╔══

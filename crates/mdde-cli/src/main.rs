//! MDDE - registry control CLI
//!
//! The `mdde` command drives a running data-distribution registry over TCP.
//!
//! ## Commands
//!
//! - `init`: flush, regenerate and snapshot the registry for a scenario
//! - `reset`: roll the registry back to its default snapshot
//! - `mode`: show or switch the registry mode
//! - `allocation`: print the node x fragment allocation matrix
//! - `actions`: list an agent's action table
//! - `benchmark`: run the scenario's benchmark workload
//! - `dump`: print the registry's full state as JSON

use std::path::{Path, PathBuf};
use std::sync::Arc;
use std::time::Duration;

use anyhow::{bail, Context, Result};
use clap::{Parser, Subcommand, ValueEnum};
use tracing::{info, Level};

use mdde_core::{
    init_tracing, ActionTable, AgentId, AllocationMatrix, DefaultScenario, Environment,
    NaturalOrdering, RegistryLifecycleOrchestrator, RegistryPorts, Scenario, ScenarioConfig,
};
use mdde_registry::{
    RegistryClientConfig, RegistryClientTcp, RegistryControlPort, RegistryMode, RegistryReadPort,
};

#[derive(Parser)]
#[command(name = "mdde")]
#[command(version = env!("CARGO_PKG_VERSION"))]
#[command(about = "Drive an MDDE data-distribution registry", long_about = None)]
struct Cli {
    /// Registry host (overrides MDDE_REGISTRY_HOST)
    #[arg(long, global = true)]
    host: Option<String>,

    /// Registry control port (overrides MDDE_REGISTRY_PORT)
    #[arg(long, global = true)]
    port: Option<u16>,

    /// Per-call timeout in milliseconds (overrides MDDE_REGISTRY_TIMEOUT_MS)
    #[arg(long, global = true)]
    timeout_ms: Option<u64>,

    /// Enable verbose output
    #[arg(short, long, global = true)]
    verbose: bool,

    /// Emit JSON-formatted log lines
    #[arg(long, global = true)]
    json: bool,

    #[command(subcommand)]
    command: Commands,
}

#[derive(Subcommand)]
enum Commands {
    /// Bring the registry into the scenario's initial state
    Init {
        /// Scenario file (JSON)
        scenario: PathBuf,
    },

    /// Roll the registry back to its default snapshot
    Reset,

    /// Show the registry mode, or switch it
    Mode {
        /// Target mode; omit to print the current one
        #[arg(value_enum)]
        target: Option<ModeArg>,
    },

    /// Print the allocation matrix in observation order
    Allocation {
        /// Scenario file (JSON)
        scenario: PathBuf,
    },

    /// List the action table of one agent
    Actions {
        /// Scenario file (JSON)
        scenario: PathBuf,

        /// Agent id
        #[arg(short, long, default_value = "0")]
        agent: u32,
    },

    /// Run the scenario's benchmark workload
    Benchmark {
        /// Scenario file (JSON)
        scenario: PathBuf,

        /// Number of benchmark workers (default: scenario setting)
        #[arg(short, long)]
        workers: Option<u32>,
    },

    /// Print the full registry state as JSON
    Dump,
}

#[derive(Clone, Copy, ValueEnum)]
enum ModeArg {
    Benchmark,
    Shuffle,
}

impl From<ModeArg> for RegistryMode {
    fn from(mode: ModeArg) -> Self {
        match mode {
            ModeArg::Benchmark => RegistryMode::Benchmark,
            ModeArg::Shuffle => RegistryMode::Shuffle,
        }
    }
}

#[tokio::main]
async fn main() -> Result<()> {
    let cli = Cli::parse();

    let level = if cli.verbose {
        Level::DEBUG
    } else {
        Level::INFO
    };
    init_tracing(cli.json, level);

    let mut config =
        RegistryClientConfig::from_env().context("Invalid registry settings in environment")?;
    if let Some(host) = cli.host {
        config.host = host;
    }
    if let Some(port) = cli.port {
        config.port = port;
    }
    if let Some(ms) = cli.timeout_ms {
        config = config.with_timeout(Duration::from_millis(ms));
    }
    info!(address = %config.address(), "using registry");
    let client = Arc::new(RegistryClientTcp::new(config));

    let result = match cli.command {
        Commands::Init { scenario } => cmd_init(&client, &scenario).await,
        Commands::Reset => cmd_reset(&client).await,
        Commands::Mode { target } => cmd_mode(&client, target).await,
        Commands::Allocation { scenario } => cmd_allocation(&client, &scenario).await,
        Commands::Actions { scenario, agent } => cmd_actions(&client, &scenario, agent).await,
        Commands::Benchmark { scenario, workers } => {
            cmd_benchmark(&client, &scenario, workers).await
        }
        Commands::Dump => cmd_dump(&client).await,
    };
    client.close().await;
    result
}

fn load_scenario(path: &Path) -> Result<(ScenarioConfig, Arc<DefaultScenario>)> {
    let config = ScenarioConfig::load(path)
        .with_context(|| format!("Failed to load scenario {}", path.display()))?;
    let scenario = DefaultScenario::from_config(&config)?;
    Ok((config, Arc::new(scenario)))
}

/// Run the initialization sequence for a scenario
async fn cmd_init(client: &Arc<RegistryClientTcp>, path: &Path) -> Result<()> {
    let (config, scenario) = load_scenario(path)?;
    let mut env = Environment::new(
        config.env.clone(),
        scenario,
        RegistryPorts::from_client(client.clone()),
    )?;

    let report = env
        .initialize()
        .await
        .context("Registry initialization failed")?;

    println!("Scenario:  {}", config.name);
    println!("Snapshot:  {}", report.snapshot);
    println!("Nodes:     {}", report.nodes.len());
    println!("Fragments: {}", report.fragments.len());
    println!("Shuffled:  {}", report.shuffled);
    println!(
        "Duration:  {} ms",
        (report.finished_at - report.started_at).num_milliseconds()
    );
    Ok(())
}

/// Roll back to the registry's default snapshot
async fn cmd_reset(client: &Arc<RegistryClientTcp>) -> Result<()> {
    // The snapshot handle lives in the registry; this process never created it.
    let orchestrator = RegistryLifecycleOrchestrator::new(RegistryPorts::from_client(client.clone()));
    orchestrator.ensure_mode(RegistryMode::Shuffle).await?;
    client
        .reset_to_default_snapshot()
        .await
        .raise_on_error()
        .context("Reset to default snapshot failed")?;
    println!("Registry reset to default snapshot");
    Ok(())
}

/// Show or switch the registry mode
async fn cmd_mode(client: &Arc<RegistryClientTcp>, target: Option<ModeArg>) -> Result<()> {
    let Some(target) = target else {
        let mode = client
            .get_mode()
            .await
            .raise_on_error()
            .context("Failed to query registry mode")?
            .unwrap_or(RegistryMode::Unknown);
        println!("{mode}");
        return Ok(());
    };

    let orchestrator = RegistryLifecycleOrchestrator::new(RegistryPorts::from_client(client.clone()));
    let target = RegistryMode::from(target);
    orchestrator.ensure_mode(target).await?;
    println!("Registry is in {target} mode");
    Ok(())
}

/// Print the allocation matrix
async fn cmd_allocation(client: &Arc<RegistryClientTcp>, path: &Path) -> Result<()> {
    let (_, scenario) = load_scenario(path)?;
    let allocation =
        AllocationMatrix::read(client.as_ref(), scenario.agents(), &NaturalOrdering).await?;

    let width = allocation
        .nodes()
        .iter()
        .map(|n| n.as_str().len())
        .max()
        .unwrap_or(4)
        .max(4);
    print!("{:width$}", "node");
    for fragment in allocation.fragments() {
        print!(" {:>4}", fragment.as_str());
    }
    println!();
    for (row, node) in allocation.nodes().iter().enumerate() {
        print!("{:width$}", node.as_str());
        for cell in allocation.row(row) {
            print!(" {cell:>4}");
        }
        println!();
    }
    Ok(())
}

/// List one agent's action table
async fn cmd_actions(client: &Arc<RegistryClientTcp>, path: &Path, agent: u32) -> Result<()> {
    let (_, scenario) = load_scenario(path)?;
    let Some(binding) = scenario.agents().iter().find(|a| a.id() == AgentId(agent)) else {
        bail!("Scenario has no agent {agent}");
    };
    let allocation =
        AllocationMatrix::read(client.as_ref(), scenario.agents(), &NaturalOrdering).await?;
    let table = ActionTable::build(binding, allocation.nodes(), allocation.fragments());

    println!("Agent {} ({}): {} actions", agent, binding.name(), table.len());
    for (index, action) in table.actions().iter().enumerate() {
        println!("{index:>6}  {action}");
    }
    Ok(())
}

/// Run a benchmark and print per-node reads
async fn cmd_benchmark(
    client: &Arc<RegistryClientTcp>,
    path: &Path,
    workers: Option<u32>,
) -> Result<()> {
    let (config, scenario) = load_scenario(path)?;
    let mut env_config = config.env.clone();
    if let Some(workers) = workers {
        env_config = env_config.with_benchmark_workers(workers);
    }
    let env = Environment::new(
        env_config,
        scenario,
        RegistryPorts::from_client(client.clone()),
    )?;

    let bench = env.benchmark().await.context("Benchmark failed")?;
    println!("Throughput: {:.3}", bench.throughput);
    for (row, node) in bench.nodes.iter().enumerate() {
        let total: u64 = (0..bench.fragments.len())
            .map(|col| bench.reads_at(row, col))
            .sum();
        println!("  {node}: {total} reads");
    }
    Ok(())
}

/// Print the registry debug dump
async fn cmd_dump(client: &Arc<RegistryClientTcp>) -> Result<()> {
    let dump = client
        .dump()
        .await
        .raise_on_error()
        .context("Failed to dump registry")?
        .unwrap_or(serde_json::Value::Null);
    println!("{}", serde_json::to_string_pretty(&dump)?);
    Ok(())
}
//! Wire format spoken by the registry's TCP control endpoint.
//!
//! Each frame is a 4-byte big-endian payload length followed by UTF-8 JSON.
//! Requests are `{"cmd": KEYWORD, "args": {...}}`, responses are
//! `{"result": any, "error": str|null, "errcode": int|null}`.

use serde::de::DeserializeOwned;
use serde::{Deserialize, Serialize};
use serde_json::{Map, Value};
use tokio::io::{AsyncRead, AsyncReadExt, AsyncWrite, AsyncWriteExt};

use crate::envelope::{ErrorCode, ErrorDescriptor, ResultEnvelope};
use crate::error::ClientError;

/// Upper bound for a single frame. Full-state dumps are the largest payloads.
pub const MAX_FRAME_LEN: usize = 64 * 1024 * 1024;

pub const ARG_NODE_ID: &str = "nid";
pub const ARG_SECOND_NODE_ID: &str = "nidb";
pub const ARG_FRAGMENT_ID: &str = "fid";
pub const ARG_TUPLE_IDS: &str = "tids";
pub const ARG_WORKLOAD_ID: &str = "workload";
pub const ARG_WORKLOAD_WORKERS: &str = "workers";
pub const ARG_FRAGMENT_META_TAG: &str = "fmtag";
pub const ARG_FRAGMENT_LOCAL_META_TAGS: &str = "fmtagsloc";
pub const ARG_FRAGMENT_GLOBAL_META_TAGS: &str = "fmtagsglb";
pub const ARG_SNAPSHOT_DEFAULT: &str = "snapisdef";

/// Registry command keywords.
#[derive(Debug, Clone, Copy, PartialEq, Eq)]
pub enum Command {
    GetMode,
    SetBenchmark,
    SetShuffle,
    Flush,
    InitNodes,
    GenerateData,
    SyncData,
    SnapshotCreate,
    Reset,
    RunBenchmark,
    CopyFragment,
    DeleteFragment,
    FormFragment,
    GetNodes,
    GetNodeFragments,
    GetNodeUnassignedTuples,
    CountFragment,
    FindFragment,
    GetFragmentMetaExemplar,
    GetFragmentMetaGlobal,
    GetAllFragmentsWithMeta,
    GetRegistry,
}

impl Command {
    pub fn keyword(self) -> &'static str {
        match self {
            Command::GetMode => "GET_MODE",
            Command::SetBenchmark => "SET_BENCHMARK",
            Command::SetShuffle => "SET_SHUFFLE",
            Command::Flush => "FLUSHALL",
            Command::InitNodes => "INIT_NODES",
            Command::GenerateData => "GENERATE_DATA",
            Command::SyncData => "SYNC_DATA",
            Command::SnapshotCreate => "SNAPSHOT_CREATE",
            Command::Reset => "RESET",
            Command::RunBenchmark => "RUN_BENCHMARK",
            Command::CopyFragment => "COPY_FRAGMENT",
            Command::DeleteFragment => "REMOVE_FRAGMENT_EXEMPLAR",
            Command::FormFragment => "FORM_FRAGMENT",
            Command::GetNodes => "GET_NODES",
            Command::GetNodeFragments => "GET_NODE_FRAGMENTS",
            Command::GetNodeUnassignedTuples => "GET_NODE_UNASSIGNED_TUPLES",
            Command::CountFragment => "COUNT_FRAGMENT",
            Command::FindFragment => "FIND_FRAGMENT",
            Command::GetFragmentMetaExemplar => "GET_FRAGMENT_META_EXEMPLAR",
            Command::GetFragmentMetaGlobal => "GET_FRAGMENT_META_GLOBAL",
            Command::GetAllFragmentsWithMeta => "GET_ALL_FRAGMENTS_NODES_WITH_META",
            Command::GetRegistry => "GET_REGISTRY",
        }
    }
}

/// A single registry request.
#[derive(Debug, Clone, Serialize)]
pub struct Request {
    pub cmd: &'static str,
    pub args: Map<String, Value>,
}

impl Request {
    pub fn new(command: Command) -> Self {
        Self {
            cmd: command.keyword(),
            args: Map::new(),
        }
    }

    pub fn arg(mut self, key: &str, value: impl Into<Value>) -> Self {
        self.args.insert(key.to_string(), value.into());
        self
    }

    pub fn encode(&self) -> Result<Vec<u8>, ClientError> {
        serde_json::to_vec(self).map_err(|e| ClientError::Serialization(e.to_string()))
    }
}

/// Raw registry response.
#[derive(Debug, Clone, Deserialize)]
pub struct Response {
    #[serde(default)]
    pub result: Value,
    #[serde(default)]
    pub error: Option<String>,
    #[serde(default)]
    pub errcode: Option<u32>,
}

impl Response {
    pub fn decode(bytes: &[u8]) -> Result<Self, ClientError> {
        serde_json::from_slice(bytes).map_err(|e| ClientError::Deserialization(e.to_string()))
    }

    /// Interpret the response as an envelope carrying `T`.
    pub fn into_envelope<T: DeserializeOwned>(self) -> ResultEnvelope<T> {
        if self.error.is_some() || self.errcode.is_some() {
            let message = self
                .error
                .unwrap_or_else(|| "registry reported an error without a message".to_string());
            return ResultEnvelope::failure(ErrorDescriptor {
                code: self.errcode.map(ErrorCode::from),
                message,
            });
        }
        if self.result.is_null() {
            return ResultEnvelope::empty();
        }
        match serde_json::from_value(self.result) {
            Ok(value) => ResultEnvelope::success(value),
            Err(e) => ResultEnvelope::failure(ClientError::Deserialization(e.to_string()).into()),
        }
    }
}

pub async fn write_frame<W>(writer: &mut W, payload: &[u8]) -> Result<(), ClientError>
where
    W: AsyncWrite + Unpin,
{
    if payload.len() > MAX_FRAME_LEN {
        return Err(ClientError::FrameTooLarge {
            len: payload.len(),
            limit: MAX_FRAME_LEN,
        });
    }
    writer.write_u32(payload.len() as u32).await?;
    writer.write_all(payload).await?;
    writer.flush().await?;
    Ok(())
}

pub async fn read_frame<R>(reader: &mut R) -> Result<Vec<u8>, ClientError>
where
    R: AsyncRead + Unpin,
{
    let len = reader.read_u32().await? as usize;
    if len > MAX_FRAME_LEN {
        return Err(ClientError::FrameTooLarge {
            len,
            limit: MAX_FRAME_LEN,
        });
    }
    let mut buf = vec![0u8; len];
    reader.read_exact(&mut buf).await?;
    Ok(buf)
}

╚══

## What to work on
Reproduce each line from the data that has "GetFragmentMetaGlobal" in it.

## Task result
    GetFragmentMetaGlobal,
            Command::GetFragmentMetaGlobal => "GET_FRAGMENT_META_GLOBAL",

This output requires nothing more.